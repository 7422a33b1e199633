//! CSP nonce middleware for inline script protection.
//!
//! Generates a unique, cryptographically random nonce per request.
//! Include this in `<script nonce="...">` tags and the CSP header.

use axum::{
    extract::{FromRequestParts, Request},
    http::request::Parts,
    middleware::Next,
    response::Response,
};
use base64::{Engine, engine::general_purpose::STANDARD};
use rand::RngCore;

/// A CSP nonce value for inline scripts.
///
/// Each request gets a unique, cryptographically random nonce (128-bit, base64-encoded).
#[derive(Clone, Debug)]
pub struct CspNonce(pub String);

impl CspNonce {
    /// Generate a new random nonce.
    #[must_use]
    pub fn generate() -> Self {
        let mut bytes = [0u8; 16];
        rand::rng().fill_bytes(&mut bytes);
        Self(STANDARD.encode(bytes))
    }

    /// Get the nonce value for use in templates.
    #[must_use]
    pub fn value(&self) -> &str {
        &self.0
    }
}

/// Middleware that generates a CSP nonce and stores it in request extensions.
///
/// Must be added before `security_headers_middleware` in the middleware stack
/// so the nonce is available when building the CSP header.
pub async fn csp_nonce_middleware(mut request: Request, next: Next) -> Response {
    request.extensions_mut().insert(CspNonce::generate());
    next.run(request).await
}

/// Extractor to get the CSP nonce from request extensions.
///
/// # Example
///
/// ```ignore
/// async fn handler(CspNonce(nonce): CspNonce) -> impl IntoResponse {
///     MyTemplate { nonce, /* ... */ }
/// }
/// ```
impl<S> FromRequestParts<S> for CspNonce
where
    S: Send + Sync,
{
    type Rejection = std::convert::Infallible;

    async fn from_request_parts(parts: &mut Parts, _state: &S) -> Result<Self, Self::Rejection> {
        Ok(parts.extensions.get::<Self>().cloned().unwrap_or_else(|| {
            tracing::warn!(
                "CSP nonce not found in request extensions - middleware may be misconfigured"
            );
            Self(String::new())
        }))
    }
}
==
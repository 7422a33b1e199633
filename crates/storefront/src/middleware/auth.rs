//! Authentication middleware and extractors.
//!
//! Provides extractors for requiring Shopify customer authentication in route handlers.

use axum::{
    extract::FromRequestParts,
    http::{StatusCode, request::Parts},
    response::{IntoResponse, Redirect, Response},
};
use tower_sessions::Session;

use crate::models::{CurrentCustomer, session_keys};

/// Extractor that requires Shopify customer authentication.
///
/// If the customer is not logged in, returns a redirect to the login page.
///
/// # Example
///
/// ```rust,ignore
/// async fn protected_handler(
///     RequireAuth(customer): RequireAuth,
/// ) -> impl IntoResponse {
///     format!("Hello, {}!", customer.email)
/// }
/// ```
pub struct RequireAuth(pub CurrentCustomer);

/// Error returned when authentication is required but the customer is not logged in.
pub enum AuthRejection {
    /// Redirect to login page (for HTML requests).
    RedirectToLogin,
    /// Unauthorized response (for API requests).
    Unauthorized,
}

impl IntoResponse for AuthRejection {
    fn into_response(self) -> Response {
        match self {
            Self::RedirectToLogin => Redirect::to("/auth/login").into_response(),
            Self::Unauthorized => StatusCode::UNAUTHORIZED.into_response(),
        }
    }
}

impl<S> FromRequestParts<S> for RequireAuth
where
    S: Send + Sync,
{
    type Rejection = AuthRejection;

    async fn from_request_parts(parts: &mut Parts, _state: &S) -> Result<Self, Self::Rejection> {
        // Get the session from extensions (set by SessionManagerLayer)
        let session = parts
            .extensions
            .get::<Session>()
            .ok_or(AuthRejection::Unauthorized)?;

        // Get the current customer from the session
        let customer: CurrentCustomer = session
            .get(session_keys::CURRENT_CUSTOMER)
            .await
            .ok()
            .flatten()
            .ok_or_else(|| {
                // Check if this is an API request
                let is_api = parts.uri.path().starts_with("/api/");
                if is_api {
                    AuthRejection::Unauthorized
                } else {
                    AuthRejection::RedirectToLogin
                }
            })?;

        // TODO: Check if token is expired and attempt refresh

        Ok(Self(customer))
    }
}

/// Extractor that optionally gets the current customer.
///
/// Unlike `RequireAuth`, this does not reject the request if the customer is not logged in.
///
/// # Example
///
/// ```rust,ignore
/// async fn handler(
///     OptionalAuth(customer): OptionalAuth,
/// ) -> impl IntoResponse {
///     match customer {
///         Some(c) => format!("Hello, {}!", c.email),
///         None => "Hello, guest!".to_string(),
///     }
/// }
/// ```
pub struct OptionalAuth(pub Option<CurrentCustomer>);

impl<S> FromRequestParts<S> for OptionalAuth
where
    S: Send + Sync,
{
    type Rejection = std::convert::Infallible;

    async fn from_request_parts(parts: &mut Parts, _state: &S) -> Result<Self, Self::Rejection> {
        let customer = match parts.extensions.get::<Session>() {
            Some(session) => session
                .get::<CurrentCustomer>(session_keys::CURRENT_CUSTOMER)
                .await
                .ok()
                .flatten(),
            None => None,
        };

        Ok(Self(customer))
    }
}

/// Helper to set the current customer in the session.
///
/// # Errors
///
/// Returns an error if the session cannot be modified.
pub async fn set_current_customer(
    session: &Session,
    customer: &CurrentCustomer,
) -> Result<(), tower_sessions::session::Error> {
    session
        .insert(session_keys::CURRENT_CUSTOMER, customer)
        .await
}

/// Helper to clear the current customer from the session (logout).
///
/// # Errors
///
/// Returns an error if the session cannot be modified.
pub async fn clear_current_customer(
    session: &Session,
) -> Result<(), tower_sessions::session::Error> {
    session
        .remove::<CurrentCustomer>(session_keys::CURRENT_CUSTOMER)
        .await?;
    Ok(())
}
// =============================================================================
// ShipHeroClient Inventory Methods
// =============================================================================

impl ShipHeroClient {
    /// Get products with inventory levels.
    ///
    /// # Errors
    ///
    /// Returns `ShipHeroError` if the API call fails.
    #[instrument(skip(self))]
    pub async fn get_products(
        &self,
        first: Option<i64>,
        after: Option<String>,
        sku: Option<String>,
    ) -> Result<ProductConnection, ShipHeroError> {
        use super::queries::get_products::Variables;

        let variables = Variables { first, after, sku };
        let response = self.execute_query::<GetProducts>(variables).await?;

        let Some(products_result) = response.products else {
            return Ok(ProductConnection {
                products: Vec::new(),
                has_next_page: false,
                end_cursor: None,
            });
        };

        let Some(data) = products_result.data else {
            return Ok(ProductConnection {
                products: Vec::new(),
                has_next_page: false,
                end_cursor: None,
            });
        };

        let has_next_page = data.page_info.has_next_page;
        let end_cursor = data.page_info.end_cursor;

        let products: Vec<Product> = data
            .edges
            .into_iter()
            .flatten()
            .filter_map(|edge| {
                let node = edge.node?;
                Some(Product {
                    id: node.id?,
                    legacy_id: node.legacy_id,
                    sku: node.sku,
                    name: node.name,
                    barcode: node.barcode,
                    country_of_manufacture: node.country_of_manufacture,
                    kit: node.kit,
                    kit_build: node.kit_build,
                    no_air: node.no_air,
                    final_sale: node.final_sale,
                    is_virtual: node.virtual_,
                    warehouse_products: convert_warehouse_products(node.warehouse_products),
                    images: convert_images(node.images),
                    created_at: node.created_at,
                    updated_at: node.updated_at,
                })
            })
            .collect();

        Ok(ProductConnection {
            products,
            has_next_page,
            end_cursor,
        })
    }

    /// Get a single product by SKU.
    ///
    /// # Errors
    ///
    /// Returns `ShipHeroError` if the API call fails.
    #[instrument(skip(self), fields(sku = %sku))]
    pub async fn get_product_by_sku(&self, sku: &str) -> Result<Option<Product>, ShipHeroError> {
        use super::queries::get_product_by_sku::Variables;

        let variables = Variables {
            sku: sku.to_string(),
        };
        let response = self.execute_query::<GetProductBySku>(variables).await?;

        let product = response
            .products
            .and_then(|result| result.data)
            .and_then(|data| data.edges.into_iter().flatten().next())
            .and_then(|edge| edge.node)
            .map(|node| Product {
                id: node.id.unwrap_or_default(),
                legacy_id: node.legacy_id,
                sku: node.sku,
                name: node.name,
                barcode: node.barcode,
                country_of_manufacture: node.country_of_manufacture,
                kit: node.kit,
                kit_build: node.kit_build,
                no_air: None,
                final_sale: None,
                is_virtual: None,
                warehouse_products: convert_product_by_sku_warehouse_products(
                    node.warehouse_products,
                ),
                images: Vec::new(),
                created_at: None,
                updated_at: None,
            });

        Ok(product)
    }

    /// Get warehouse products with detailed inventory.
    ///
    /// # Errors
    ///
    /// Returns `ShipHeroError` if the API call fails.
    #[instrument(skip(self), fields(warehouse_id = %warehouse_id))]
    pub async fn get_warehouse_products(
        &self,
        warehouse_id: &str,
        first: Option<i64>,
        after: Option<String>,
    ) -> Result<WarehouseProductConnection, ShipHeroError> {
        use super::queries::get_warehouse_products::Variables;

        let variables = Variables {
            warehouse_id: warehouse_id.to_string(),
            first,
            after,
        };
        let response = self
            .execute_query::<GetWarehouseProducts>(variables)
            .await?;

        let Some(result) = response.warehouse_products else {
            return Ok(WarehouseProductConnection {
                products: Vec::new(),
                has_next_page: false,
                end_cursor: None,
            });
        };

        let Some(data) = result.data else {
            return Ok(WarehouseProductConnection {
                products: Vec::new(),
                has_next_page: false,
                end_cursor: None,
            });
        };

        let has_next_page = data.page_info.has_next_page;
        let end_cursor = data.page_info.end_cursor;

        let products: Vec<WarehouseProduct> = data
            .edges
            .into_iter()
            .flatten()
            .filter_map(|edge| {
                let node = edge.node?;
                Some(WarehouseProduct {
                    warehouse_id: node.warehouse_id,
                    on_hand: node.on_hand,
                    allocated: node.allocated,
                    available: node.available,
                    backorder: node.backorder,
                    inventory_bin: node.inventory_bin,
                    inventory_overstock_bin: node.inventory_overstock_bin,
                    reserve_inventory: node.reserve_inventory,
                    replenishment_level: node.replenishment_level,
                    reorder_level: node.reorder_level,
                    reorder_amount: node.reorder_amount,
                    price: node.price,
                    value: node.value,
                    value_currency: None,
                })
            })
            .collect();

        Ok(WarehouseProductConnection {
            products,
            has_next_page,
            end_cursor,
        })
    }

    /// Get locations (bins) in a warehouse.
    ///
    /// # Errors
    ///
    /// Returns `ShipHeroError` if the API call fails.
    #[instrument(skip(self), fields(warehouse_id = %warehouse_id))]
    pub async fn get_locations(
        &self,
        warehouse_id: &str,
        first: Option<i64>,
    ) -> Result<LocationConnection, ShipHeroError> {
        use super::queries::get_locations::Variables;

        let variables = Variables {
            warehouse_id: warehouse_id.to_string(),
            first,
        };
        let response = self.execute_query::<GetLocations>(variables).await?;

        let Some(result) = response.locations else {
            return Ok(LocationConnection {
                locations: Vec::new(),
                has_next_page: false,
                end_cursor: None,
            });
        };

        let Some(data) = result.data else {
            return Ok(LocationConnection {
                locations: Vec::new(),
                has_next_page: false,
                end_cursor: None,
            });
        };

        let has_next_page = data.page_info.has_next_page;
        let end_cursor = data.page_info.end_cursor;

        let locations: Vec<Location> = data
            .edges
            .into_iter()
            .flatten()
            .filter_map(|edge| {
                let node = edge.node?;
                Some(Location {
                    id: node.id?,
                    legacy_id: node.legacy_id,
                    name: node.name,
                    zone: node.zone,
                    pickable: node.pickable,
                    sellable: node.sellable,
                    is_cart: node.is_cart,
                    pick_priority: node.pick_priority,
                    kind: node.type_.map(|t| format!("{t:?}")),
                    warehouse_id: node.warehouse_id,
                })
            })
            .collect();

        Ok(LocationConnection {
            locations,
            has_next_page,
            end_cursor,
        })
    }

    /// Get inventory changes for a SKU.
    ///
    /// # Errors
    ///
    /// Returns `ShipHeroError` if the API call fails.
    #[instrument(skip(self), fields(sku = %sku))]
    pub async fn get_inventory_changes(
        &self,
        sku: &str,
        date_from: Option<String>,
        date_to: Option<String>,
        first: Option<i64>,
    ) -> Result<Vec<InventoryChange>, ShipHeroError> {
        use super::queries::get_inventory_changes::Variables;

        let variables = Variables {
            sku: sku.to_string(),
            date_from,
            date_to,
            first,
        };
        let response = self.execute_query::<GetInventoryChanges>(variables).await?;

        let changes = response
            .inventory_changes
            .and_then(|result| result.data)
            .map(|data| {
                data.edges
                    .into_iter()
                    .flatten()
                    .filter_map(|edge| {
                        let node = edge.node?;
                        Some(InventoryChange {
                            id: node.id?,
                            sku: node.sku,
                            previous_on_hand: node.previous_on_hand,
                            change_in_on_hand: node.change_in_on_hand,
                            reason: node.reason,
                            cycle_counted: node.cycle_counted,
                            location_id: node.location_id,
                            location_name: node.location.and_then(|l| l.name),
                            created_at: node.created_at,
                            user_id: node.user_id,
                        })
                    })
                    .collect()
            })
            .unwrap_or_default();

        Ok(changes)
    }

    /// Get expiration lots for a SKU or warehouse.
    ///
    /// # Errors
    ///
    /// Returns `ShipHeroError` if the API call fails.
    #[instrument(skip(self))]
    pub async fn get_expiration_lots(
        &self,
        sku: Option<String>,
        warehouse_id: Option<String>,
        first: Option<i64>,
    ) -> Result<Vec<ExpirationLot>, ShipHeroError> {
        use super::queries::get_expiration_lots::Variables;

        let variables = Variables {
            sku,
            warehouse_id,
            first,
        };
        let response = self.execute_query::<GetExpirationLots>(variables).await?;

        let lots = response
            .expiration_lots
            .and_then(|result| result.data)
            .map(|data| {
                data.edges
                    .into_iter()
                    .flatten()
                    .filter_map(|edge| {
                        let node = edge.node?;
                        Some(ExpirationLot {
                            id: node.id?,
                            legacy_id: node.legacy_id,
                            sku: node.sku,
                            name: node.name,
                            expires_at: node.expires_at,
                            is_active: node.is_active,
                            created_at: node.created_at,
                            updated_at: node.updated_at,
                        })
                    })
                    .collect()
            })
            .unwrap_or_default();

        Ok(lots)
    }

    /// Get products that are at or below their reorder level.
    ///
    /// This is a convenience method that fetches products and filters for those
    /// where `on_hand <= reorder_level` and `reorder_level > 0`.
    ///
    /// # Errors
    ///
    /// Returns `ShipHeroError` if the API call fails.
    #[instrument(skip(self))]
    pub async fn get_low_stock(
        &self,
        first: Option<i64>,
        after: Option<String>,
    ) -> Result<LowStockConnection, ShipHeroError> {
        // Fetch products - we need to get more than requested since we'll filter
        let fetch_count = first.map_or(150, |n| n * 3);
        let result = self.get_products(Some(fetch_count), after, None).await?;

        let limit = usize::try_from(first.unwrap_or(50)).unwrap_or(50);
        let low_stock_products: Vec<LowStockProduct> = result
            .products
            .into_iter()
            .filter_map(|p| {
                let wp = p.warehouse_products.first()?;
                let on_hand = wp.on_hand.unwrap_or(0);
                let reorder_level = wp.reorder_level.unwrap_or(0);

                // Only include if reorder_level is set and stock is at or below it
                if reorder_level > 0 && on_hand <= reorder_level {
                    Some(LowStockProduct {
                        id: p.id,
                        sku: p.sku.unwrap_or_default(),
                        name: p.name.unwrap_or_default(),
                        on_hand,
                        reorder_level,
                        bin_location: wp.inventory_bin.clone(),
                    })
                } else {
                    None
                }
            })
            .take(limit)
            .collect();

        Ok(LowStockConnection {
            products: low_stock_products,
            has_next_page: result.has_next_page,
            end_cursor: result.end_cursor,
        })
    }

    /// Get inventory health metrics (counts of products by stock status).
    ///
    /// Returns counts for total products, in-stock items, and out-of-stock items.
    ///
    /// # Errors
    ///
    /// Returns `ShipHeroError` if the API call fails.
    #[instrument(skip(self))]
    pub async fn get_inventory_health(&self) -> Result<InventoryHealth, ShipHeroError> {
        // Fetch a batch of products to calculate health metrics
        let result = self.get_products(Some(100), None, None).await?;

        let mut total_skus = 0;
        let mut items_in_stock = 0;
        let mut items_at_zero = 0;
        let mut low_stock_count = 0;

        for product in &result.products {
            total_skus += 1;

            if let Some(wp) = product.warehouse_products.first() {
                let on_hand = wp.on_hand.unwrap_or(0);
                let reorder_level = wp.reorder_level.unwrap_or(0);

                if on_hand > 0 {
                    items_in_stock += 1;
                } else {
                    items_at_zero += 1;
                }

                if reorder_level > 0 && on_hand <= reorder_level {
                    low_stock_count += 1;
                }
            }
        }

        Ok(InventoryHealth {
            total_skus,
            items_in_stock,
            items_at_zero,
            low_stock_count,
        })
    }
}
* * *
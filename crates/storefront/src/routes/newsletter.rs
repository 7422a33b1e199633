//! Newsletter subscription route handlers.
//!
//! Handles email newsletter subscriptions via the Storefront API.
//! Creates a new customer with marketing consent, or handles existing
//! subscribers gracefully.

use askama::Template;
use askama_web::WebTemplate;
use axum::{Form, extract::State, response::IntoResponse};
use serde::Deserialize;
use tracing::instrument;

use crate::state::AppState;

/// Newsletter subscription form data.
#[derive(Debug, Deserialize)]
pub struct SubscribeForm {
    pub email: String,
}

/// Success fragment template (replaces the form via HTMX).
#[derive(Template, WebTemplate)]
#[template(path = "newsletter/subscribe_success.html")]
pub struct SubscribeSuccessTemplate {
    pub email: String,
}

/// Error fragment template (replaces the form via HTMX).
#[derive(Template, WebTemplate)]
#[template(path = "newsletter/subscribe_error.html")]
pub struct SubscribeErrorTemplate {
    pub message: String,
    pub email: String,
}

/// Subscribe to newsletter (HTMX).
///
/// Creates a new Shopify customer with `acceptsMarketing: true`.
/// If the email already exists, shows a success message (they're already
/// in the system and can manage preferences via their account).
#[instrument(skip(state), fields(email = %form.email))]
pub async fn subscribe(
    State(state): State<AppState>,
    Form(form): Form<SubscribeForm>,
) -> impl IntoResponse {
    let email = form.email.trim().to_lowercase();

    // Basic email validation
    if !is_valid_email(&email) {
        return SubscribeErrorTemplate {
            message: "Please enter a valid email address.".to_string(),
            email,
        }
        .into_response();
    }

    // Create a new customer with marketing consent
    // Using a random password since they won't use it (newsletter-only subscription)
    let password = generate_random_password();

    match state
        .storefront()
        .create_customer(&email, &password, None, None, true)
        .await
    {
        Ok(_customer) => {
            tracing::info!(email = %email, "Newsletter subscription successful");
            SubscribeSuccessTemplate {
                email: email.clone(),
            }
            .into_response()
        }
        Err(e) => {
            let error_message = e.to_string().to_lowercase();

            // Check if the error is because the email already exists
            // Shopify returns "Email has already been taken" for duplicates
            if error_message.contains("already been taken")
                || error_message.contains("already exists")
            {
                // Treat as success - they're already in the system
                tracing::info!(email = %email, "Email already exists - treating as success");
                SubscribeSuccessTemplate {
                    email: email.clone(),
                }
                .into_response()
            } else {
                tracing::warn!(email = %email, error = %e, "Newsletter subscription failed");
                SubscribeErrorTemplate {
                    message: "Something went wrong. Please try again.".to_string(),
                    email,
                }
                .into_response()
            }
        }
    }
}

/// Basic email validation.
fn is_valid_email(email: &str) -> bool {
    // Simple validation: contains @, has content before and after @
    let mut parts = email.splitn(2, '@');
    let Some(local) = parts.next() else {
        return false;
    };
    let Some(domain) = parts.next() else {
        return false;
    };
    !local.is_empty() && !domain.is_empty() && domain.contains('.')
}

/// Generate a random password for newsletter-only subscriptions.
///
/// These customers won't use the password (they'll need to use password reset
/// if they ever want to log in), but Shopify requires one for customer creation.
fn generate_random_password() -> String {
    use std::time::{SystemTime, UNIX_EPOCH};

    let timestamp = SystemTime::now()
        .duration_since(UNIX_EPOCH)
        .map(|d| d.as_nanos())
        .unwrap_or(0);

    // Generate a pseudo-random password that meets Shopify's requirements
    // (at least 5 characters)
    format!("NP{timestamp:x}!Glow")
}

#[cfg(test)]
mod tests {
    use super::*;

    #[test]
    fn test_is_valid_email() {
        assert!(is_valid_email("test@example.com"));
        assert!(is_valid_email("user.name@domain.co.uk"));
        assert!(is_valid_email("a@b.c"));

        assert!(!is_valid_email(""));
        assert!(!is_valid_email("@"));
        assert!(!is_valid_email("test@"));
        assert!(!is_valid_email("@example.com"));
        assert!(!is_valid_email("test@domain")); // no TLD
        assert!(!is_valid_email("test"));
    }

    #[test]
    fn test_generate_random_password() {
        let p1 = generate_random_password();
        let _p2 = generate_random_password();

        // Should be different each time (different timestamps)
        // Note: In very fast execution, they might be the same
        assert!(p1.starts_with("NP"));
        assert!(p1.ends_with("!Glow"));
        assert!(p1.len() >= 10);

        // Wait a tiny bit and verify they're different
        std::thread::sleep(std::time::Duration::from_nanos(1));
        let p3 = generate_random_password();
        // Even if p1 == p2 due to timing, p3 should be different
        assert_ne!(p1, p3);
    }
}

### WHAT YOU HAVE TO DO
Only a number is wanted here: the count of lines in the data that include the word "RequireAuth".

### REPLY
4